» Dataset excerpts
//! Catalog management service: titles and their copies

use validator::Validate;

use super::to_u32;
use crate::{
    error::{AppError, AppResult},
    models::{
        input::{non_empty, TagsInput},
        title::{CreateTitle, DeletedTitle, NewTitle, TitlePatch, UpdateTitle},
        CopyDetail, CopyView, Title, TitleDetail,
    },
    repository::Repository,
};

const UNKNOWN: &str = "Desconhecido";

#[derive(Clone)]
pub struct CatalogService {
    repository: Repository,
}

impl CatalogService {
    pub fn new(repository: Repository) -> Self {
        Self { repository }
    }

    pub fn list_titles(&self) -> Vec<Title> {
        self.repository.read().titles_list().to_vec()
    }

    pub fn get_title(&self, id: u32) -> AppResult<TitleDetail> {
        self.repository
            .read()
            .titles_get(id)
            .map(|t| TitleDetail::from(t.clone()))
    }

    /// Create a title along with its copies at the given library
    pub fn create_title(&self, data: CreateTitle) -> AppResult<Title> {
        data.validate()?;

        let (Some(name), Some(category), Some(tags), Some(quantity), Some(library_id)) = (
            data.name,
            data.category,
            data.tags,
            data.total_quantity,
            data.library_id,
        ) else {
            return Err(AppError::Validation("Incomplete title data".to_string()));
        };

        let tags = tags.into_tags();
        if tags.is_empty() {
            return Err(AppError::Validation("tags is required".to_string()));
        }

        let new_title = NewTitle {
            name,
            category,
            tags,
            total_quantity: to_u32(quantity, "quantidade_total")?,
        };
        let library_id = to_u32(library_id, "idbiblioteca")?;

        let title = self.repository.write().titles_create(new_title, library_id)?;
        tracing::info!(
            title_id = title.id,
            copies = title.total_quantity,
            library_id,
            "Title created"
        );
        Ok(title)
    }

    /// Update a title. A changed `quantidade_total` allocates or reclaims
    /// copies; when it cannot be honoured nothing is changed.
    pub fn update_title(&self, id: u32, data: UpdateTitle) -> AppResult<Title> {
        let patch = TitlePatch {
            name: non_empty(data.name),
            category: non_empty(data.category),
            tags: data.tags.and_then(TagsInput::into_given_tags),
            total_quantity: data
                .total_quantity
                .map(|v| to_u32(v, "quantidade_total"))
                .transpose()?,
            library_id: data
                .library_id
                .map(|v| to_u32(v, "idbiblioteca"))
                .transpose()?,
        };

        match self.repository.write().titles_update(id, patch) {
            Ok(title) => {
                tracing::info!(
                    title_id = title.id,
                    quantity = title.total_quantity,
                    "Title updated"
                );
                Ok(title)
            }
            Err(e @ AppError::InsufficientAvailableCopies { .. }) => {
                tracing::warn!(title_id = id, "Title update rejected: {}", e);
                Err(e)
            }
            Err(e) => Err(e),
        }
    }

    /// Delete a title and all of its copies
    pub fn delete_title(&self, id: u32) -> AppResult<DeletedTitle> {
        let (title, copies_removed) = self.repository.write().titles_delete(id)?;
        tracing::info!(title_id = title.id, copies_removed, "Title deleted");
        Ok(DeletedTitle {
            mensagem: "Deletado".to_string(),
            livro: title,
        })
    }

    /// All copies with title name, library code and loan status resolved
    pub fn list_copies(&self) -> Vec<CopyView> {
        let ledger = self.repository.read();
        let views = ledger
            .copies_list()
            .iter()
            .map(|copy| CopyView {
                title_name: ledger
                    .titles_get(copy.title_id)
                    .map(|t| t.name.clone())
                    .unwrap_or_else(|_| UNKNOWN.to_string()),
                library_code: ledger
                    .libraries_get(copy.library_id)
                    .map(|l| l.registration_code.clone())
                    .unwrap_or_else(|_| UNKNOWN.to_string()),
                status: copy.status_label(),
                copy: copy.clone(),
            })
            .collect();
        views
    }

    pub fn get_copy(&self, id: u32) -> AppResult<CopyDetail> {
        let ledger = self.repository.read();
        let copy = ledger.copies_get(id)?.clone();
        let item_name = ledger
            .titles_get(copy.title_id)
            .map(|t| t.name.clone())
            .unwrap_or_else(|_| format!("Item #{}", id));
        Ok(CopyDetail {
            item: copy,
            item_name,
        })
    }
}
//! Copy (acervo) endpoints

use axum::{
    extract::{Path, State},
    Json,
};

use crate::{
    error::AppResult,
    models::{copy::UpdateCopyStatus, BookCopy, CopyDetail, CopyView},
    AppState,
};

use super::JsonBody;

/// List all copies with title, library and loan status
#[utoipa::path(
    get,
    path = "/acervo",
    tag = "acervo",
    responses(
        (status = 200, description = "List of copies", body = Vec<CopyView>)
    )
)]
pub async fn list_copies(State(state): State<AppState>) -> Json<Vec<CopyView>> {
    Json(state.services.catalog.list_copies())
}

/// Get a copy by ID
#[utoipa::path(
    get,
    path = "/acervo/{id}",
    tag = "acervo",
    params(("id" = u32, Path, description = "Copy ID")),
    responses(
        (status = 200, description = "Copy details", body = CopyDetail),
        (status = 404, description = "Copy not found")
    )
)]
pub async fn get_copy(
    State(state): State<AppState>,
    Path(id): Path<u32>,
) -> AppResult<Json<CopyDetail>> {
    let copy = state.services.catalog.get_copy(id)?;
    Ok(Json(copy))
}

/// Lend a copy to a user, or return it with `idUsuario: -1`
#[utoipa::path(
    put,
    path = "/acervo/status/{id}",
    tag = "acervo",
    params(("id" = u32, Path, description = "Copy ID")),
    request_body = UpdateCopyStatus,
    responses(
        (status = 200, description = "Copy updated", body = BookCopy),
        (status = 400, description = "Missing or invalid user id"),
        (status = 404, description = "Copy or user not found")
    )
)]
pub async fn update_copy_status(
    State(state): State<AppState>,
    Path(id): Path<u32>,
    JsonBody(data): JsonBody<UpdateCopyStatus>,
) -> AppResult<Json<BookCopy>> {
    let copy = state.services.loans.set_borrower(id, data)?;
    Ok(Json(copy))
}
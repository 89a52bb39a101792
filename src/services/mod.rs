//! Business logic services

pub mod catalog;
pub mod libraries;
pub mod loans;
pub mod users;

use crate::{error::AppError, repository::Repository};

/// Container for all services
#[derive(Clone)]
pub struct Services {
    pub catalog: catalog::CatalogService,
    pub libraries: libraries::LibrariesService,
    pub loans: loans::LoansService,
    pub users: users::UsersService,
}

impl Services {
    /// Create all services over the same repository
    pub fn new(repository: Repository) -> Self {
        Self {
            catalog: catalog::CatalogService::new(repository.clone()),
            libraries: libraries::LibrariesService::new(repository.clone()),
            loans: loans::LoansService::new(repository.clone()),
            users: users::UsersService::new(repository),
        }
    }
}

/// Convert a request integer into an id or count, rejecting negatives
pub(crate) fn to_u32(value: i64, field: &str) -> Result<u32, AppError> {
    u32::try_from(value)
        .map_err(|_| AppError::Validation(format!("{} must be a non-negative integer", field)))
}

» Assigned task
Would you give the entries back word for word?

» Written response
//! Catalog management service: titles and their copies

use validator::Validate;

use super::to_u32;
use crate::{
    error::{AppError, AppResult},
    models::{
        input::{non_empty, TagsInput},
        title::{CreateTitle, DeletedTitle, NewTitle, TitlePatch, UpdateTitle},
        CopyDetail, CopyView, Title, TitleDetail,
    },
    repository::Repository,
};

const UNKNOWN: &str = "Desconhecido";

#[derive(Clone)]
pub struct CatalogService {
    repository: Repository,
}

impl CatalogService {
    pub fn new(repository: Repository) -> Self {
        Self { repository }
    }

    pub fn list_titles(&self) -> Vec<Title> {
        self.repository.read().titles_list().to_vec()
    }

    pub fn get_title(&self, id: u32) -> AppResult<TitleDetail> {
        self.repository
            .read()
            .titles_get(id)
            .map(|t| TitleDetail::from(t.clone()))
    }

    /// Create a title along with its copies at the given library
    pub fn create_title(&self, data: CreateTitle) -> AppResult<Title> {
        data.validate()?;

        let (Some(name), Some(category), Some(tags), Some(quantity), Some(library_id)) = (
            data.name,
            data.category,
            data.tags,
            data.total_quantity,
            data.library_id,
        ) else {
            return Err(AppError::Validation("Incomplete title data".to_string()));
        };

        let tags = tags.into_tags();
        if tags.is_empty() {
            return Err(AppError::Validation("tags is required".to_string()));
        }

        let new_title = NewTitle {
            name,
            category,
            tags,
            total_quantity: to_u32(quantity, "quantidade_total")?,
        };
        let library_id = to_u32(library_id, "idbiblioteca")?;

        let title = self.repository.write().titles_create(new_title, library_id)?;
        tracing::info!(
            title_id = title.id,
            copies = title.total_quantity,
            library_id,
            "Title created"
        );
        Ok(title)
    }

    /// Update a title. A changed `quantidade_total` allocates or reclaims
    /// copies; when it cannot be honoured nothing is changed.
    pub fn update_title(&self, id: u32, data: UpdateTitle) -> AppResult<Title> {
        let patch = TitlePatch {
            name: non_empty(data.name),
            category: non_empty(data.category),
            tags: data.tags.and_then(TagsInput::into_given_tags),
            total_quantity: data
                .total_quantity
                .map(|v| to_u32(v, "quantidade_total"))
                .transpose()?,
            library_id: data
                .library_id
                .map(|v| to_u32(v, "idbiblioteca"))
                .transpose()?,
        };

        match self.repository.write().titles_update(id, patch) {
            Ok(title) => {
                tracing::info!(
                    title_id = title.id,
                    quantity = title.total_quantity,
                    "Title updated"
                );
                Ok(title)
            }
            Err(e @ AppError::InsufficientAvailableCopies { .. }) => {
                tracing::warn!(title_id = id, "Title update rejected: {}", e);
                Err(e)
            }
            Err(e) => Err(e),
        }
    }

    /// Delete a title and all of its copies
    pub fn delete_title(&self, id: u32) -> AppResult<DeletedTitle> {
        let (title, copies_removed) = self.repository.write().titles_delete(id)?;
        tracing::info!(title_id = title.id, copies_removed, "Title deleted");
        Ok(DeletedTitle {
            mensagem: "Deletado".to_string(),
            livro: title,
        })
    }

    /// All copies with title name, library code and loan status resolved
    pub fn list_copies(&self) -> Vec<CopyView> {
        let ledger = self.repository.read();
        let views = ledger
            .copies_list()
            .iter()
            .map(|copy| CopyView {
                title_name: ledger
                    .titles_get(copy.title_id)
                    .map(|t| t.name.clone())
                    .unwrap_or_else(|_| UNKNOWN.to_string()),
                library_code: ledger
                    .libraries_get(copy.library_id)
                    .map(|l| l.registration_code.clone())
                    .unwrap_or_else(|_| UNKNOWN.to_string()),
                status: copy.status_label(),
                copy: copy.clone(),
            })
            .collect();
        views
    }

    pub fn get_copy(&self, id: u32) -> AppResult<CopyDetail> {
        let ledger = self.repository.read();
        let copy = ledger.copies_get(id)?.clone();
        let item_name = ledger
            .titles_get(copy.title_id)
            .map(|t| t.name.clone())
            .unwrap_or_else(|_| format!("Item #{}", id));
        Ok(CopyDetail {
            item: copy,
            item_name,
        })
    }
}
//! Copy (acervo) endpoints

use axum::{
    extract::{Path, State},
    Json,
};

use crate::{
    error::AppResult,
    models::{copy::UpdateCopyStatus, BookCopy, CopyDetail, CopyView},
    AppState,
};

use super::JsonBody;

/// List all copies with title, library and loan status
#[utoipa::path(
    get,
    path = "/acervo",
    tag = "acervo",
    responses(
        (status = 200, description = "List of copies", body = Vec<CopyView>)
    )
)]
pub async fn list_copies(State(state): State<AppState>) -> Json<Vec<CopyView>> {
    Json(state.services.catalog.list_copies())
}

/// Get a copy by ID
#[utoipa::path(
    get,
    path = "/acervo/{id}",
    tag = "acervo",
    params(("id" = u32, Path, description = "Copy ID")),
    responses(
        (status = 200, description = "Copy details", body = CopyDetail),
        (status = 404, description = "Copy not found")
    )
)]
pub async fn get_copy(
    State(state): State<AppState>,
    Path(id): Path<u32>,
) -> AppResult<Json<CopyDetail>> {
    let copy = state.services.catalog.get_copy(id)?;
    Ok(Json(copy))
}

/// Lend a copy to a user, or return it with `idUsuario: -1`
#[utoipa::path(
    put,
    path = "/acervo/status/{id}",
    tag = "acervo",
    params(("id" = u32, Path, description = "Copy ID")),
    request_body = UpdateCopyStatus,
    responses(
        (status = 200, description = "Copy updated", body = BookCopy),
        (status = 400, description = "Missing or invalid user id"),
        (status = 404, description = "Copy or user not found")
    )
)]
pub async fn update_copy_status(
    State(state): State<AppState>,
    Path(id): Path<u32>,
    JsonBody(data): JsonBody<UpdateCopyStatus>,
) -> AppResult<Json<BookCopy>> {
    let copy = state.services.loans.set_borrower(id, data)?;
    Ok(Json(copy))
}
repository 89a52bb39a101792
filename src/services/mod.rs
//! Business logic services

pub mod catalog;
pub mod libraries;
pub mod loans;
pub mod users;

use crate::{error::AppError, repository::Repository};

/// Container for all services
#[derive(Clone)]
pub struct Services {
    pub catalog: catalog::CatalogService,
    pub libraries: libraries::LibrariesService,
    pub loans: loans::LoansService,
    pub users: users::UsersService,
}

impl Services {
    /// Create all services over the same repository
    pub fn new(repository: Repository) -> Self {
        Self {
            catalog: catalog::CatalogService::new(repository.clone()),
            libraries: libraries::LibrariesService::new(repository.clone()),
            loans: loans::LoansService::new(repository.clone()),
            users: users::UsersService::new(repository),
        }
    }
}

/// Convert a request integer into an id or count, rejecting negatives
pub(crate) fn to_u32(value: i64, field: &str) -> Result<u32, AppError> {
    u32::try_from(value)
        .map_err(|_| AppError::Validation(format!("{} must be a non-negative integer", field)))
}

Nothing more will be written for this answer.